THE CANCELLATION of President Rodrigo Duterte’s meeting with US President Barack Obama is likely to raise tensions between the Philippines and US at a time Manila needs the support of allies against China’s military buildup at the West Philippine Sea (South China Sea), analysts said on Tuesday.
Political analyst Ramon Casiple said Duterte’s latest outburst against the US and Obama would likely prompt Washington to review its relations with the Philippine leader.
“Obviously the meeting was postponed because of the statement of the President. He insulted another leader that is why he (Duterte) was cut off,” Casiple said in an interview.
Prof. Richard Javad Heydarian of De La Salle University’s political science department described the cancellation of the planned meeting as a “diplomatic snub.”
“Obama’s diplomatic snub clearly shows growing tensions in Philippine-US bilateral relations,” he told The Manila Times.
But the “fundamentals of bilateral security and economic relations are expected to continue,” he said.
For former Philippine ambassador to Washington Jose Cuisia Jr., the scrapped meeting was a “wasted opportunity” for Duterte, who could have discussed important issues with Obama apart from Washington’s concern over the rising number of deaths of drug suspects.

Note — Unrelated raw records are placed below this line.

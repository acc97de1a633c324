//! Pixel-shader kernel identities and selection.

use crate::blend::Operator;

#[derive(Clone, Copy, Debug, PartialEq, Eq, Hash)]
pub enum Kernel {
    NoMask = 0,
    NoMaskProjective,
    Mask,
    MaskProjective,
    MaskCa,
    MaskCaProjective,
    MaskCaSrcAlpha,
    MaskCaSrcAlphaProjective,
    VideoPlanar,
    VideoPacked,
}

pub const KERNEL_COUNT: usize = 10;

impl Kernel {
    pub const ALL: [Kernel; KERNEL_COUNT] = [
        Kernel::NoMask,
        Kernel::NoMaskProjective,
        Kernel::Mask,
        Kernel::MaskProjective,
        Kernel::MaskCa,
        Kernel::MaskCaProjective,
        Kernel::MaskCaSrcAlpha,
        Kernel::MaskCaSrcAlphaProjective,
        Kernel::VideoPlanar,
        Kernel::VideoPacked,
    ];

    pub fn index(self) -> usize {
        self as usize
    }

    pub fn name(self) -> &'static str {
        match self {
            Kernel::NoMask => "NOMASK",
            Kernel::NoMaskProjective => "NOMASK_PROJECTIVE",
            Kernel::Mask => "MASK",
            Kernel::MaskProjective => "MASK_PROJECTIVE",
            Kernel::MaskCa => "MASKCA",
            Kernel::MaskCaProjective => "MASKCA_PROJECTIVE",
            Kernel::MaskCaSrcAlpha => "MASKCA_SRCALPHA",
            Kernel::MaskCaSrcAlphaProjective => "MASKCA_SRCALPHA_PROJECTIVE",
            Kernel::VideoPlanar => "VIDEO_PLANAR",
            Kernel::VideoPacked => "VIDEO_PACKED",
        }
    }

    fn projective(self) -> Self {
        match self {
            Kernel::NoMask => Kernel::NoMaskProjective,
            Kernel::Mask => Kernel::MaskProjective,
            Kernel::MaskCa => Kernel::MaskCaProjective,
            Kernel::MaskCaSrcAlpha => Kernel::MaskCaSrcAlphaProjective,
            other => other,
        }
    }
}

/// Picks the composite kernel for an operator and channel configuration.
pub fn choose_composite_kernel(
    op: Operator,
    has_mask: bool,
    is_ca: bool,
    is_affine: bool,
) -> Kernel {
    let base = if has_mask {
        if is_ca {
            if op.info().src_alpha {
                Kernel::MaskCaSrcAlpha
            } else {
                Kernel::MaskCa
            }
        } else {
            Kernel::Mask
        }
    } else {
        Kernel::NoMask
    };

    if is_affine {
        base
    } else {
        base.projective()
    }
}

/// Shader programs, one per [`Kernel`], as 128-bit instructions.
///
/// The programs themselves are opaque to the renderer; they are uploaded into the static state
/// buffer and referenced by offset.
#[derive(Clone, Debug)]
pub struct KernelBinaries {
    programs: Vec<Vec<[u32; 4]>>,
}

impl KernelBinaries {
    pub fn from_fn(mut f: impl FnMut(Kernel) -> Vec<[u32; 4]>) -> Self {
        Self {
            programs: Kernel::ALL.iter().map(|&kernel| f(kernel)).collect(),
        }
    }

    /// One zeroed instruction per kernel. Sufficient for command-stream inspection.
    pub fn placeholder() -> Self {
        Self::from_fn(|_| vec![[0; 4]])
    }

    pub fn get(&self, kernel: Kernel) -> &[[u32; 4]] {
        &self.programs[kernel.index()]
    }
}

The ex-diplomat said Obama would have been “very courteous and very polite” in discussing human rights with Duterte, and not in a lecturing manner as earlier reported by the press.
“When you’re partners, you discuss your differences just like what couples do,” he said in an interview with The Manila Times.

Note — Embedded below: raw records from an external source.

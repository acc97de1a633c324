//! The command-stream transport the renderer writes into.
//!
//! A batch is a fixed array of 32-bit words. Commands grow from the front and indirect surface
//! state grows down from the end; the batch is full when the two regions meet. Buffer
//! addresses are never written directly: every address is recorded as a relocation against a
//! target buffer and patched at submission time.

use std::collections::{BTreeMap, HashMap, HashSet};

use serde::{Deserialize, Serialize};
use tracing::{debug, trace};

use crate::hw::SURFACE_STATE_WORDS;

/// Opaque handle naming a GPU buffer.
#[derive(Clone, Copy, Debug, PartialEq, Eq, Hash, PartialOrd, Ord, Serialize, Deserialize)]
pub struct BufferId(pub u32);

#[derive(Clone, Copy, Debug, Default, PartialEq, Eq, Hash, Serialize, Deserialize)]
#[serde(rename_all = "snake_case")]
pub enum Tiling {
    #[default]
    None,
    X,
    Y,
}

/// A buffer together with the layout information needed to bind it as a surface.
#[derive(Clone, Copy, Debug, PartialEq, Eq, Hash, Serialize, Deserialize)]
pub struct Buffer {
    pub id: BufferId,
    /// Row pitch in bytes.
    pub pitch: u32,
    #[serde(default)]
    pub tiling: Tiling,
}

/// Engine a batch is destined for.
#[derive(Clone, Copy, Debug, Default, PartialEq, Eq, Hash, Serialize, Deserialize)]
#[serde(rename_all = "snake_case")]
pub enum Mode {
    #[default]
    None,
    Render,
    Blt,
}

/// Interface to the batch-buffer manager.
pub trait Transport {
    fn mode(&self) -> Mode;
    fn set_mode(&mut self, mode: Mode);

    /// Number of command words appended so far.
    fn used(&self) -> usize;
    /// Word index where the surface-state region currently begins.
    fn surface_offset(&self) -> usize;

    fn word(&self, index: usize) -> u32;
    /// Appends a command word, returning its index.
    fn append(&mut self, word: u32) -> usize;
    fn patch(&mut self, index: usize, word: u32);
    /// Writes consecutive words starting at `index` (command or surface region).
    fn write_words(&mut self, index: usize, words: &[u32]);

    /// Whether `words` command words and `surfaces` surface-state records still fit.
    fn reserve(&self, words: usize, surfaces: usize) -> bool;
    /// Whether another relocation and exec-list entry can be recorded.
    fn relocation_room(&self) -> bool;
    /// Whether `buffer` can be referenced by the current batch.
    fn check_buffer(&self, buffer: BufferId) -> bool;

    /// Claims `words` zeroed words from the end of the surface region, returning their index.
    fn alloc_surface(&mut self, words: usize) -> usize;
    /// Returns the most recently claimed `words` to the surface region.
    fn release_surface(&mut self, words: usize);

    /// Records that word `index` holds the address of `target` plus `delta`.
    ///
    /// `target` of `None` names the batch itself. Returns the presumed address to write.
    fn add_relocation(
        &mut self,
        index: usize,
        target: Option<BufferId>,
        domains: u32,
        delta: u32,
    ) -> u32;

    fn create_linear_buffer(&mut self, size_bytes: usize) -> Option<BufferId>;
    fn write(&mut self, buffer: BufferId, data: &[u8]) -> bool;
    /// Drops a reference to `buffer`.
    fn destroy(&mut self, buffer: BufferId);

    /// Hands the batch to the hardware and starts a fresh one.
    fn submit(&mut self);

    fn mark_dirty(&mut self, buffer: BufferId);
    /// Whether `buffer` has been rendered to since the last submission.
    fn is_dirty(&self, buffer: BufferId) -> bool;

    /// A referenced 1x1 buffer holding `color` as a8r8g8b8.
    fn solid(&mut self, color: u32) -> Option<Buffer>;

    fn last_word(&self) -> Option<u32> {
        match self.used() {
            0 => None,
            n => Some(self.word(n - 1)),
        }
    }
}

#[derive(Clone, Copy, Debug, PartialEq, Eq, Serialize, Deserialize)]
#[serde(default)]
pub struct MemoryBatchConfig {
    /// Batch size in words.
    pub batch_words: usize,
    pub max_relocations: usize,
    pub max_exec: usize,
}

impl Default for MemoryBatchConfig {
    fn default() -> Self {
        Self {
            batch_words: 4096,
            max_relocations: 4096,
            max_exec: 384,
        }
    }
}

/// Words kept free at the end of the command region for the batch terminator.
const BATCH_RESERVED: usize = 2;
const MI_BATCH_BUFFER_END: u32 = 0x0A << 23;

#[derive(Clone, Copy, Debug, PartialEq, Eq, Serialize)]
pub struct Relocation {
    pub index: usize,
    pub target: Option<BufferId>,
    pub domains: u32,
    pub delta: u32,
}

/// A batch captured by [`MemoryBatch::submit`].
#[derive(Clone, Debug, Serialize)]
pub struct SubmittedBatch {
    pub mode: Mode,
    /// Command words, including the terminator.
    pub commands: Vec<u32>,
    /// Index of the first surface-state word in the full batch.
    pub surface_offset: usize,
    pub surfaces: Vec<u32>,
    pub relocations: Vec<Relocation>,
    /// Contents of the transport-owned buffers referenced by the batch.
    pub buffers: BTreeMap<BufferId, Vec<u8>>,
}

impl SubmittedBatch {
    /// Reads a word of the full batch image by index.
    pub fn word(&self, index: usize) -> Option<u32> {
        if index < self.commands.len() {
            Some(self.commands[index])
        } else if index >= self.surface_offset {
            self.surfaces.get(index - self.surface_offset).copied()
        } else {
            None
        }
    }
}

#[derive(Debug)]
struct OwnedBuffer {
    refs: u32,
    data: Vec<u8>,
}

/// In-memory [`Transport`] that records batches instead of executing them.
#[derive(Debug)]
pub struct MemoryBatch {
    config: MemoryBatchConfig,
    mode: Mode,
    words: Vec<u32>,
    nbatch: usize,
    surface: usize,
    relocations: Vec<Relocation>,
    exec: HashSet<BufferId>,
    dirty: HashSet<BufferId>,
    buffers: HashMap<BufferId, OwnedBuffer>,
    solids: HashMap<u32, BufferId>,
    next_id: u32,
    submitted: Vec<SubmittedBatch>,
}

/// Ids below this are left for caller-owned buffers such as pixmaps.
const FIRST_OWNED_ID: u32 = 0x1000_0000;

impl MemoryBatch {
    pub fn new(config: MemoryBatchConfig) -> Self {
        Self {
            config,
            mode: Mode::None,
            words: vec![0; config.batch_words],
            nbatch: 0,
            surface: config.batch_words,
            relocations: Vec::new(),
            exec: HashSet::new(),
            dirty: HashSet::new(),
            buffers: HashMap::new(),
            solids: HashMap::new(),
            next_id: FIRST_OWNED_ID,
            submitted: Vec::new(),
        }
    }

    pub fn config(&self) -> &MemoryBatchConfig {
        &self.config
    }

    /// Command words of the batch under construction.
    pub fn commands(&self) -> &[u32] {
        &self.words[..self.nbatch]
    }

    pub fn relocations(&self) -> &[Relocation] {
        &self.relocations
    }

    pub fn submitted(&self) -> &[SubmittedBatch] {
        &self.submitted
    }

    pub fn take_submitted(&mut self) -> Vec<SubmittedBatch> {
        std::mem::take(&mut self.submitted)
    }

    /// Contents of a transport-owned buffer.
    pub fn buffer_data(&self, buffer: BufferId) -> Option<&[u8]> {
        self.buffers.get(&buffer).map(|b| b.data.as_slice())
    }

    /// Outstanding references held on a transport-owned buffer.
    pub fn buffer_refs(&self, buffer: BufferId) -> u32 {
        self.buffers.get(&buffer).map_or(0, |b| b.refs)
    }

    fn alloc_id(&mut self) -> BufferId {
        let id = BufferId(self.next_id);
        self.next_id += 1;
        id
    }

    fn release_unreferenced(&mut self) {
        let exec = &self.exec;
        let solids = &mut self.solids;
        self.buffers.retain(|id, buffer| {
            let keep = buffer.refs > 0 || exec.contains(id);
            if !keep {
                solids.retain(|_, solid| solid != id);
            }
            keep
        });
    }
}

impl Default for MemoryBatch {
    fn default() -> Self {
        Self::new(MemoryBatchConfig::default())
    }
}

impl Transport for MemoryBatch {
    fn mode(&self) -> Mode {
        self.mode
    }

    fn set_mode(&mut self, mode: Mode) {
        self.mode = mode;
    }

    fn used(&self) -> usize {
        self.nbatch
    }

    fn surface_offset(&self) -> usize {
        self.surface
    }

    fn word(&self, index: usize) -> u32 {
        self.words[index]
    }

    fn append(&mut self, word: u32) -> usize {
        assert!(self.nbatch < self.surface, "batch overflow");
        let index = self.nbatch;
        self.words[index] = word;
        self.nbatch += 1;
        index
    }

    fn patch(&mut self, index: usize, word: u32) {
        self.words[index] = word;
    }

    fn write_words(&mut self, index: usize, words: &[u32]) {
        self.words[index..index + words.len()].copy_from_slice(words);
    }

    fn reserve(&self, words: usize, surfaces: usize) -> bool {
        self.nbatch + words + surfaces * SURFACE_STATE_WORDS + BATCH_RESERVED <= self.surface
    }

    fn relocation_room(&self) -> bool {
        self.relocations.len() + 1 < self.config.max_relocations
            && self.exec.len() + 1 < self.config.max_exec
    }

    fn check_buffer(&self, buffer: BufferId) -> bool {
        self.exec.contains(&buffer) || self.exec.len() + 1 < self.config.max_exec
    }

    fn alloc_surface(&mut self, words: usize) -> usize {
        assert!(self.surface - words >= self.nbatch, "surface region overflow");
        self.surface -= words;
        self.words[self.surface..self.surface + words].fill(0);
        self.surface
    }

    fn release_surface(&mut self, words: usize) {
        self.surface += words;
    }

    fn add_relocation(
        &mut self,
        index: usize,
        target: Option<BufferId>,
        domains: u32,
        delta: u32,
    ) -> u32 {
        trace!(index, ?target, domains, delta, "relocation");
        self.relocations.push(Relocation {
            index,
            target,
            domains,
            delta,
        });
        if let Some(target) = target {
            self.exec.insert(target);
        }
        delta
    }

    fn create_linear_buffer(&mut self, size_bytes: usize) -> Option<BufferId> {
        let id = self.alloc_id();
        self.buffers.insert(
            id,
            OwnedBuffer {
                refs: 1,
                data: vec![0; size_bytes],
            },
        );
        Some(id)
    }

    fn write(&mut self, buffer: BufferId, data: &[u8]) -> bool {
        match self.buffers.get_mut(&buffer) {
            Some(owned) if data.len() <= owned.data.len() => {
                owned.data[..data.len()].copy_from_slice(data);
                true
            }
            _ => false,
        }
    }

    fn destroy(&mut self, buffer: BufferId) {
        if let Some(owned) = self.buffers.get_mut(&buffer) {
            owned.refs = owned.refs.saturating_sub(1);
        }
        self.release_unreferenced();
    }

    fn submit(&mut self) {
        if self.nbatch == 0 {
            return;
        }
        let mut commands = self.words[..self.nbatch].to_vec();
        commands.push(MI_BATCH_BUFFER_END);
        let surfaces = self.words[self.surface..].to_vec();
        let buffers = self
            .exec
            .iter()
            .filter_map(|id| self.buffers.get(id).map(|b| (*id, b.data.clone())))
            .collect();

        debug!(
            words = commands.len(),
            surface_words = surfaces.len(),
            relocations = self.relocations.len(),
            "batch submitted"
        );
        self.submitted.push(SubmittedBatch {
            mode: self.mode,
            commands,
            surface_offset: self.surface,
            surfaces,
            relocations: std::mem::take(&mut self.relocations),
            buffers,
        });

        self.words.fill(0);
        self.nbatch = 0;
        self.surface = self.config.batch_words;
        self.exec.clear();
        self.dirty.clear();
        self.mode = Mode::None;
        self.release_unreferenced();
    }

    fn mark_dirty(&mut self, buffer: BufferId) {
        self.dirty.insert(buffer);
    }

    fn is_dirty(&self, buffer: BufferId) -> bool {
        self.dirty.contains(&buffer)
    }

    fn solid(&mut self, color: u32) -> Option<Buffer> {
        let id = match self.solids.get(&color) {
            Some(&id) => {
                if let Some(owned) = self.buffers.get_mut(&id) {
                    owned.refs += 1;
                }
                id
            }
            None => {
                let id = self.create_linear_buffer(4)?;
                self.write(id, &color.to_le_bytes());
                self.solids.insert(color, id);
                id
            }
        };
        Some(Buffer {
            id,
            pitch: 4,
            tiling: Tiling::None,
        })
    }
}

“It’s very unfortunate. I hope that it will really not affect the strong bilateral relations between the Philippines and the US,” Cuisia added.
The Philippines is the US’ oldest Asian partner and is designated by Washington as a “major non-North Atlantic Treaty Organization ally.”
Cuisia noted that the Philippines received over $1.3 billion military and economic assistance from the US in recent years.
In Laos, Obama mentioned increased military cooperation with the Philippines, and Presidential Communications Secretary Martin Andanar noted that during the G20 summit, Obama backed the Philippines’ position that China should observe international law in connection with the sea dispute.
It was Senate President Pro-Tempore Franklin Drilon who gave Duterte a lecture on Tuesday, on how the President should conduct himself diplomatically.
“Talk about starting off on the wrong foot,” Drilon said in a statement.
“It is unfortunate that such meeting did not push through because of unnecessary rhetoric over human rights issues. We must remember that our foreign policy is shaped in accordance with our national interest. Unfriendly rhetoric and undiplomatic statements will not bring us anywhere,” he said.
Drilon’s colleagues however don’t see any negative consequences from Duterte’s tirades.
“I don’t think this would have any long-lasting or serious consequences in PH-US relations,” Senate President Aquilino Pimentel 3rd said in an interview.
Senator Sherwin Gatchalian backed Duterte’s aggressive assertion of Philippine foreign policy independence.
“In a way, it is promising to see that our President is strong enough to rattle even the most powerful leader in the world,” he said.
Senators Juan Edgardo Angara and Joseph Victor Ejercito said the incident could affect the relations between the two nations but this could easily be addressed with skillful diplomacy.
In the House of Representatives, Northern Samar Rep. Raul Daza feared that the Philippines could be headed for isolation.
“I’m afraid that if we continue this kind of course, we might be isolating ourselves from the rest of the world,” he said.